Ne risultano da un lato dei cromogrammi "piatti", in cui la scansione cromatica è definita da preziose campiture e il gesto della piegatura è sostituito dall'intervento grafico di scrittura dell'artista, dall'altra opere densamente materiche.
Le ricerche sulla carta si traducono anche in libri d'artista, e dalla fine degli anni Novanta nei Fiori di carta, ispirati a un passaggio di Pasolini ne La Ricotta: "Ma proprio in quelle sbiadirsi cartaceo conserverà, morto, il suo vivo rossore. (...) Come spettro fragrante (...) con le foglie delicate che si staccano appena a toccarle".

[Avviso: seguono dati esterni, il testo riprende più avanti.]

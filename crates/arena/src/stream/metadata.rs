use serde_json::Value;
use std::collections::BTreeMap;

use super::decoder::JsonObject;
use crate::slots::{SlotId, SlotLayout};

/// Per-slot fields the backend reports in a `metadata` object
#[derive(Debug, Clone, Default, PartialEq)]
pub struct MetadataFields {
    pub passages: BTreeMap<SlotId, Vec<Value>>,
    pub agent_types: BTreeMap<SlotId, String>,
    pub agent_ids: BTreeMap<SlotId, String>,
    pub selected_agents: Option<Value>,
}

impl MetadataFields {
    fn from_object(object: &JsonObject) -> Self {
        let mut fields = MetadataFields::default();
        for slot in SlotLayout::trio().slots() {
            if let Some(passages) = object.get(&slot.lower_key("passages")).and_then(Value::as_array) {
                fields.passages.insert(slot, passages.clone());
            }
            if let Some(kind) = object.get(&slot.key("type")).and_then(Value::as_str) {
                fields.agent_types.insert(slot, kind.to_string());
            }
            if let Some(id) = object.get(&slot.key("id")).and_then(Value::as_str) {
                fields.agent_ids.insert(slot, id.to_string());
            }
        }
        fields.selected_agents = object
            .get("selected_agents")
            .filter(|v| !v.is_null())
            .cloned();
        fields
    }

    fn is_empty(&self) -> bool {
        self.passages.is_empty()
            && self.agent_types.is_empty()
            && self.agent_ids.is_empty()
            && self.selected_agents.is_none()
    }

    fn mentions(&self, slot: SlotId) -> bool {
        self.passages.contains_key(&slot)
            || self.agent_types.contains_key(&slot)
            || self.agent_ids.contains_key(&slot)
    }
}

/// The `metadata` object of a stream line, classified when it is parsed
#[derive(Debug, Clone, PartialEq)]
pub enum StreamMetadata {
    /// Two-agent arena: selected agent ids and per-agent passages
    Pair(MetadataFields),
    /// Three-agent arena, which also reports the full roster
    Trio {
        fields: MetadataFields,
        all_agents: Option<Value>,
    },
    /// A metadata object with none of the known keys
    Other(JsonObject),
}

impl StreamMetadata {
    pub fn from_object(object: &JsonObject) -> Self {
        let fields = MetadataFields::from_object(object);
        let all_agents = object.get("all_agents").filter(|v| !v.is_null()).cloned();

        if all_agents.is_some() || fields.mentions(SlotId::C) {
            StreamMetadata::Trio { fields, all_agents }
        } else if !fields.is_empty() {
            StreamMetadata::Pair(fields)
        } else {
            StreamMetadata::Other(object.clone())
        }
    }
}

/// Metadata merged over every line of a round
#[derive(Debug, Clone, Default, PartialEq)]
pub struct RoundMetadata {
    pub fields: MetadataFields,
    pub all_agents: Option<Value>,
    pub extra: JsonObject,
}

impl RoundMetadata {
    /// Overwrite every field the incoming metadata carries, keep the rest
    pub fn merge(&mut self, incoming: &StreamMetadata) {
        match incoming {
            StreamMetadata::Pair(fields) => self.merge_fields(fields),
            StreamMetadata::Trio { fields, all_agents } => {
                self.merge_fields(fields);
                if let Some(all_agents) = all_agents {
                    self.all_agents = Some(all_agents.clone());
                }
            }
            StreamMetadata::Other(object) => {
                for (key, value) in object {
                    self.extra.insert(key.clone(), value.clone());
                }
            }
        }
    }

    fn merge_fields(&mut self, fields: &MetadataFields) {
        self.fields
            .passages
            .extend(fields.passages.iter().map(|(k, v)| (*k, v.clone())));
        self.fields
            .agent_types
            .extend(fields.agent_types.iter().map(|(k, v)| (*k, v.clone())));
        self.fields
            .agent_ids
            .extend(fields.agent_ids.iter().map(|(k, v)| (*k, v.clone())));
        if let Some(selected) = &fields.selected_agents {
            self.fields.selected_agents = Some(selected.clone());
        }
    }

    pub fn passages(&self, slot: SlotId) -> &[Value] {
        self.fields
            .passages
            .get(&slot)
            .map(Vec::as_slice)
            .unwrap_or(&[])
    }

    pub fn agent_type(&self, slot: SlotId) -> Option<&str> {
        self.fields.agent_types.get(&slot).map(String::as_str)
    }

    pub fn agent_id(&self, slot: SlotId) -> Option<&str> {
        self.fields.agent_ids.get(&slot).map(String::as_str)
    }

    /// Drop anything reported for slots the layout does not have
    pub fn restrict_to(&mut self, layout: SlotLayout) {
        self.fields.passages.retain(|slot, _| layout.contains(*slot));
        self.fields.agent_types.retain(|slot, _| layout.contains(*slot));
        self.fields.agent_ids.retain(|slot, _| layout.contains(*slot));
    }
}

Sequenze di fiori di carta, 2010, composizione in sequenza di carta fatta a mano, pigmenti naturali, legno dipinto e vetro museo
Sequenze di fiori di carta, 2014/15, composizione in sequenza di carta fatta a mano, pigmenti naturali, legno dipinto e vetro museo
ASSONANZE

Colori? Chiamali colori...
Non so... Se prendete dei papaveri, lasciati nella luce del sole d'un pomeriggio melanconico, quando tutto tace («perché mai nessuna donna cantò - alle tre del pomeriggio»), in un ardore di cimitero - se li prendete e li pestate, ecco, ne viene fuori un succo che si secca subito; ebbene, annacquatelo un po', su una tela bianca di bucato, e dite a un bambino di passare un dito umido su quel liquido: al centro della ditata verrà fuori un rosso pallido pallido, quasi rosa, ma splendido per il candore di bucato che cià sotto; e agli orli delle ditate si raccoglierà un filo di rosso violento e prezioso, appena appena sbiadito; si asciugherà subito, diventerà opaco, come sopra una mano di calce... Ma proprio in quello sbiadirsi cartaceo conserverà, morto, il suo vivo rossore. Questo per il rosso.

Il verde...
Il verde è l'azzurro delle foglie dei vasconi...
Di sera, quando le campane suonano e le donne cantano, sulle soglie. E, nella pace gentilizia del giardino, scende la notte come l'ombra di un temporale: le foglie stanno immobili sotto il pelo dell'acqua, e si fanno sempre più azzurre, finché diventano verdi. Ma è verde o azzurro? Così si sono vestiti certi soldati crudeli, nei secoli. Lanzichenecchi o SS: e se ne sono andati e riempire gli ossari del mondo col ricordo del colore di quel loro panno - perduto nei crepuscoli di temporale. Ma accanto all'azzurro che si fa verde nelle vene e nel velluto delle foglie d'acqua, resta il verde vero: quello rozzo dell'erba medica, macchiato solo dal bruno della terra leggermente fangosa.
C'è anche questo verde.
E il bruno: quello marroncino del fango, tramortito. E quello che, per interno furore, per gelo, si fa viola, nell'arco della volta del fondo.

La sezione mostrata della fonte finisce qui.